(Assignment)
For the word "DimensionalProfile", count the lines of the data that include it and give only the total.

Collected data:
====
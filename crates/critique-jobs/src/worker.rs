//! Background worker that drains the job queue.
//!
//! One loop, one job at a time: the accelerator behind the inference engine
//! is a single resource, so queued jobs wait rather than run side by side.

use std::sync::Arc;
use std::time::{Duration, Instant};

use tokio::sync::{broadcast, mpsc};
use tokio::time::sleep;
use tracing::{debug, error, info, instrument, warn};
use uuid::Uuid;

use critique_core::defaults::{EVENT_BUS_CAPACITY, JOB_POLL_INTERVAL_MS};
use critique_core::{Error, JobStatus, Result, ServerEvent};

use crate::orchestrator::Orchestrator;

/// Configuration for the job worker.
#[derive(Debug, Clone)]
pub struct WorkerConfig {
    /// Polling interval in milliseconds.
    pub poll_interval_ms: u64,
    /// Whether to enable job processing.
    pub enabled: bool,
}

impl Default for WorkerConfig {
    fn default() -> Self {
        Self {
            poll_interval_ms: JOB_POLL_INTERVAL_MS,
            enabled: true,
        }
    }
}

impl WorkerConfig {
    /// Create config from environment variables (with defaults).
    ///
    /// | Variable | Default | Description |
    /// |----------|---------|-------------|
    /// | `JOB_WORKER_ENABLED` | `true` | Enable/disable job processing |
    /// | `JOB_POLL_INTERVAL_MS` | `500` | Polling interval when queue is empty |
    pub fn from_env() -> Self {
        let enabled = std::env::var("JOB_WORKER_ENABLED")
            .map(|v| v != "false" && v != "0")
            .unwrap_or(true);

        let poll_interval_ms = std::env::var("JOB_POLL_INTERVAL_MS")
            .ok()
            .and_then(|v| v.parse::<u64>().ok())
            .unwrap_or(JOB_POLL_INTERVAL_MS);

        Self {
            poll_interval_ms,
            enabled,
        }
    }

    pub fn with_poll_interval(mut self, ms: u64) -> Self {
        self.poll_interval_ms = ms;
        self
    }

    pub fn with_enabled(mut self, enabled: bool) -> Self {
        self.enabled = enabled;
        self
    }
}

/// Event emitted by the job worker.
#[derive(Debug, Clone, PartialEq, Eq)]
pub enum WorkerEvent {
    WorkerStarted,
    /// Jobs left mid-pass by a restart were failed at startup.
    InterruptedJobsFailed { count: usize },
    JobStarted { job_id: Uuid },
    /// A job reached `done` or `error`.
    JobFinished { job_id: Uuid, status: JobStatus },
    WorkerStopped,
}

/// Handle for controlling a running worker.
pub struct WorkerHandle {
    shutdown_tx: mpsc::Sender<()>,
    event_rx: broadcast::Receiver<WorkerEvent>,
}

impl WorkerHandle {
    /// Signal the worker to shut down after the current job.
    pub async fn shutdown(&self) -> Result<()> {
        self.shutdown_tx
            .send(())
            .await
            .map_err(|_| Error::Internal("Failed to send shutdown signal".into()))?;
        Ok(())
    }

    /// Get a receiver for worker events.
    pub fn events(&self) -> broadcast::Receiver<WorkerEvent> {
        self.event_rx.resubscribe()
    }
}

/// Sequential job worker.
pub struct JobWorker {
    orchestrator: Arc<Orchestrator>,
    config: WorkerConfig,
    event_tx: broadcast::Sender<WorkerEvent>,
}

impl JobWorker {
    pub fn new(orchestrator: Arc<Orchestrator>, config: WorkerConfig) -> Self {
        let (event_tx, _) = broadcast::channel(EVENT_BUS_CAPACITY);
        Self {
            orchestrator,
            config,
            event_tx,
        }
    }

    /// Start the worker and return a handle for control.
    pub fn start(self) -> WorkerHandle {
        let (shutdown_tx, mut shutdown_rx) = mpsc::channel(1);
        let event_rx = self.event_tx.subscribe();

        tokio::spawn(async move {
            self.run(&mut shutdown_rx).await;
        });

        WorkerHandle {
            shutdown_tx,
            event_rx,
        }
    }

    #[instrument(skip(self, shutdown_rx))]
    async fn run(&self, shutdown_rx: &mut mpsc::Receiver<()>) {
        if !self.config.enabled {
            info!("Job worker is disabled, not starting");
            return;
        }

        info!(
            poll_interval_ms = self.config.poll_interval_ms,
            "Job worker started"
        );
        let _ = self.event_tx.send(WorkerEvent::WorkerStarted);

        match self.orchestrator.stores().jobs.fail_interrupted().await {
            Ok(failed) if failed.is_empty() => {}
            Ok(failed) => {
                warn!(count = failed.len(), "Failed jobs interrupted by a restart");
                for job in &failed {
                    if let Some(error) = &job.error {
                        self.orchestrator.progress().publish(ServerEvent::JobFailed {
                            job_id: job.id,
                            kind: error.kind,
                            message: error.message.clone(),
                            progress_percent: job.progress_percent,
                        });
                    }
                }
                let _ = self.event_tx.send(WorkerEvent::InterruptedJobsFailed {
                    count: failed.len(),
                });
            }
            Err(e) => error!(error = ?e, "Failed to fail interrupted jobs"),
        }

        let poll_interval = Duration::from_millis(self.config.poll_interval_ms);
        let notify = self.orchestrator.stores().job_notify.clone();

        loop {
            if shutdown_rx.try_recv().is_ok() {
                info!("Job worker received shutdown signal");
                break;
            }

            let processed = match self.orchestrator.stores().jobs.next_queued().await {
                Ok(Some(job)) => self.process(job).await,
                Ok(None) => false,
                Err(e) => {
                    error!(error = ?e, "Failed to read job queue");
                    false
                }
            };

            if !processed {
                tokio::select! {
                    _ = shutdown_rx.recv() => {
                        info!("Job worker received shutdown signal");
                        break;
                    }
                    _ = notify.notified() => {}
                    _ = sleep(poll_interval) => {}
                }
            }
        }

        let _ = self.event_tx.send(WorkerEvent::WorkerStopped);
        info!("Job worker stopped");
    }

    /// Run one job; `false` when the job store could not record the outcome.
    async fn process(&self, job: critique_core::Job) -> bool {
        let start = Instant::now();
        let job_id = job.id;
        let _ = self.event_tx.send(WorkerEvent::JobStarted { job_id });

        let processed = match self.orchestrator.run_job(job).await {
            Ok(finished) => {
                debug!(
                    job_id = %job_id,
                    status = %finished.status,
                    duration_ms = start.elapsed().as_millis() as u64,
                    "Job finished"
                );
                let _ = self.event_tx.send(WorkerEvent::JobFinished {
                    job_id,
                    status: finished.status,
                });
                true
            }
            Err(e) => {
                error!(error = ?e, job_id = %job_id, "Failed to record job outcome");
                // One more attempt to leave the job terminal so its
                // subscribers are released.
                match self.orchestrator.abandon(job_id, &e).await {
                    Ok(failed) => {
                        let _ = self.event_tx.send(WorkerEvent::JobFinished {
                            job_id,
                            status: failed.status,
                        });
                    }
                    Err(e) => error!(
                        error = ?e,
                        job_id = %job_id,
                        "Job left non-terminal; it is failed at next startup"
                    ),
                }
                false
            }
        };

        if let Ok(stats) = self.orchestrator.queue_stats().await {
            self.orchestrator.progress().publish(ServerEvent::QueueStatus {
                queued: stats.queued,
                in_flight: stats.in_flight,
            });
        }
        processed
    }

    /// Get a receiver for worker events.
    pub fn events(&self) -> broadcast::Receiver<WorkerEvent> {
        self.event_tx.subscribe()
    }
}
//! Repository traits shared by the PostgreSQL and in-process stores.

use async_trait::async_trait;
use uuid::Uuid;

use crate::models::{
    AnalysisMode, CreateJobRequest, CritiqueResult, DimensionalProfile, Job, JobError, JobStatus,
    QueueStats, UpsertProfileRequest,
};
use crate::Result;

// =============================================================================
// PROFILE STORE
// =============================================================================

/// Persistent table of dimensional profiles keyed by `(advisor_id, image_path)`.
#[async_trait]
pub trait ProfileRepository: Send + Sync {
    /// Upsert a profile. Last write wins; `created_at` of an existing key is
    /// kept and `updated_at` is stamped. Durable before returning.
    async fn put(&self, req: UpsertProfileRequest) -> Result<DimensionalProfile>;

    /// Most recent profile for the key.
    async fn get(&self, advisor_id: &str, image_path: &str) -> Result<Option<DimensionalProfile>>;

    /// All retrieval candidates for an advisor, oldest first.
    ///
    /// Working-set profiles and any path in `exclude_paths` are left out.
    async fn scan(&self, advisor_id: &str, exclude_paths: &[String])
        -> Result<Vec<DimensionalProfile>>;

    /// Number of profiles `scan` would return.
    async fn count_references(&self, advisor_id: &str, exclude_paths: &[String]) -> Result<i64>;
}

// =============================================================================
// JOB STORE
// =============================================================================

/// Persistent job table. All status changes go through state-machine checks.
#[async_trait]
pub trait JobRepository: Send + Sync {
    /// Insert a new `queued` job.
    async fn create(&self, req: CreateJobRequest) -> Result<Job>;

    async fn get(&self, job_id: Uuid) -> Result<Option<Job>>;

    /// Oldest `queued` job, if any.
    async fn next_queued(&self) -> Result<Option<Job>>;

    /// Record the resolved strategy. Only valid while `queued`.
    async fn set_effective_mode(
        &self,
        job_id: Uuid,
        mode: AnalysisMode,
        fell_back: bool,
    ) -> Result<Job>;

    /// Move to a non-terminal state. Progress never decreases.
    async fn transition(&self, job_id: Uuid, to: JobStatus, progress_percent: i32) -> Result<Job>;

    /// Move `analyzing → done` and persist the result.
    async fn complete(&self, job_id: Uuid, result: &CritiqueResult) -> Result<Job>;

    /// Move a non-terminal job to `error`.
    async fn fail(&self, job_id: Uuid, error: &JobError) -> Result<Job>;

    async fn list_recent(&self, limit: i64) -> Result<Vec<Job>>;

    async fn queue_stats(&self) -> Result<QueueStats>;

    /// Fail every job left mid-pass by a restart, with the kind of the pass
    /// it was in. Status, progress and effective mode are kept, so observers
    /// never see the job move backwards. Returns the failed jobs.
    async fn fail_interrupted(&self) -> Result<Vec<Job>>;
}
//! Exclusive access to the model-bearing accelerator.
//!
//! One [`ExclusiveEngine`] is built per process and shared by reference.
//! Generation calls queue on an async mutex, so at most one pass runs
//! inference at a time however many jobs are in flight. Adapter and health
//! checks do not touch the accelerator and skip the queue.

use std::sync::Arc;
use std::time::Instant;

use tokio::sync::Mutex;
use tracing::trace;

use critique_core::Result;

use crate::engine::{GenerateRequest, InferenceEngine};

pub struct ExclusiveEngine {
    inner: Arc<dyn InferenceEngine>,
    gate: Mutex<()>,
}

impl ExclusiveEngine {
    pub fn new(inner: Arc<dyn InferenceEngine>) -> Self {
        Self {
            inner,
            gate: Mutex::new(()),
        }
    }

    /// Run one generation once the accelerator is free.
    pub async fn generate(&self, req: GenerateRequest<'_>) -> Result<String> {
        let waited = Instant::now();
        let _guard = self.gate.lock().await;
        trace!(
            task = req.task.as_str(),
            wait_ms = waited.elapsed().as_millis() as u64,
            "Acquired inference engine"
        );
        self.inner.generate(req).await
    }

    pub async fn has_adapter(&self, advisor_id: &str) -> Result<bool> {
        self.inner.has_adapter(advisor_id).await
    }

    pub async fn health_check(&self) -> Result<bool> {
        self.inner.health_check().await
    }

    pub fn model_name(&self) -> &str {
        self.inner.model_name()
    }
}
#[async_trait]
impl JobRepository for MemoryJobRepository {
    async fn create(&self, req: CreateJobRequest) -> Result<Job> {
        let now = Utc::now();
        let job = Job {
            id: new_v7(),
            advisor_id: req.advisor_id,
            image_path: req.image_path,
            mode_requested: req.mode_requested,
            mode_effective: None,
            fell_back: false,
            status: JobStatus::Queued,
            progress_percent: 0,
            result: None,
            error: None,
            created_at: now,
            updated_at: now,
        };
        write(&self.jobs)?.push(job.clone());
        self.notify.notify_one();
        Ok(job)
    }

    async fn get(&self, job_id: Uuid) -> Result<Option<Job>> {
        Ok(read(&self.jobs)?.iter().find(|j| j.id == job_id).cloned())
    }

    async fn next_queued(&self) -> Result<Option<Job>> {
        Ok(read(&self.jobs)?
            .iter()
            .find(|j| j.status == JobStatus::Queued)
            .cloned())
    }

    async fn set_effective_mode(
        &self,
        job_id: Uuid,
        mode: AnalysisMode,
        fell_back: bool,
    ) -> Result<Job> {
        let mut jobs = write(&self.jobs)?;
        let job = jobs
            .iter_mut()
            .find(|j| j.id == job_id)
            .ok_or(Error::JobNotFound(job_id))?;
        if job.status != JobStatus::Queued {
            return Err(Error::InvalidTransition {
                from: job.status,
                to: JobStatus::Queued,
            });
        }
        job.mode_effective = Some(mode);
        job.fell_back = fell_back;
        job.updated_at = Utc::now().max(job.updated_at);
        Ok(job.clone())
    }

    async fn transition(&self, job_id: Uuid, to: JobStatus, progress_percent: i32) -> Result<Job> {
        if to.is_terminal() {
            return Err(Error::Internal(format!(
                "terminal state {} must be entered through complete/fail",
                to
            )));
        }
        self.update(job_id, to, |job| {
            job.progress_percent = job.progress_percent.max(progress_percent.min(100));
        })
    }

    async fn complete(&self, job_id: Uuid, result: &CritiqueResult) -> Result<Job> {
        let result = result.clone();
        self.update(job_id, JobStatus::Done, move |job| {
            job.progress_percent = 100;
            job.result = Some(result);
        })
    }

    async fn fail(&self, job_id: Uuid, error: &JobError) -> Result<Job> {
        let error = error.clone();
        self.update(job_id, JobStatus::Error, move |job| {
            job.error = Some(error);
        })
    }

    async fn list_recent(&self, limit: i64) -> Result<Vec<Job>> {
        let jobs = read(&self.jobs)?;
        Ok(jobs
            .iter()
            .rev()
            .take(limit.max(0) as usize)
            .cloned()
            .collect())
    }

    async fn queue_stats(&self) -> Result<QueueStats> {
        let jobs = read(&self.jobs)?;
        let mut stats = QueueStats::default();
        for job in jobs.iter() {
            match job.status {
                JobStatus::Queued => stats.queued += 1,
                JobStatus::Done => stats.done += 1,
                JobStatus::Error => stats.error += 1,
                _ => stats.in_flight += 1,
            }
            stats.total += 1;
        }
        Ok(stats)
    }

    async fn fail_interrupted(&self) -> Result<Vec<Job>> {
        let mut jobs = write(&self.jobs)?;
        let now = Utc::now();
        let mut failed = Vec::new();
        for job in jobs.iter_mut() {
            if let Some(kind) = job.status.stage_kind() {
                job.status = JobStatus::Error;
                job.error = Some(JobError::interrupted(kind));
                job.updated_at = now.max(job.updated_at);
                failed.push(job.clone());
            }
        }
        Ok(failed)
    }
}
====
(Finished task)
4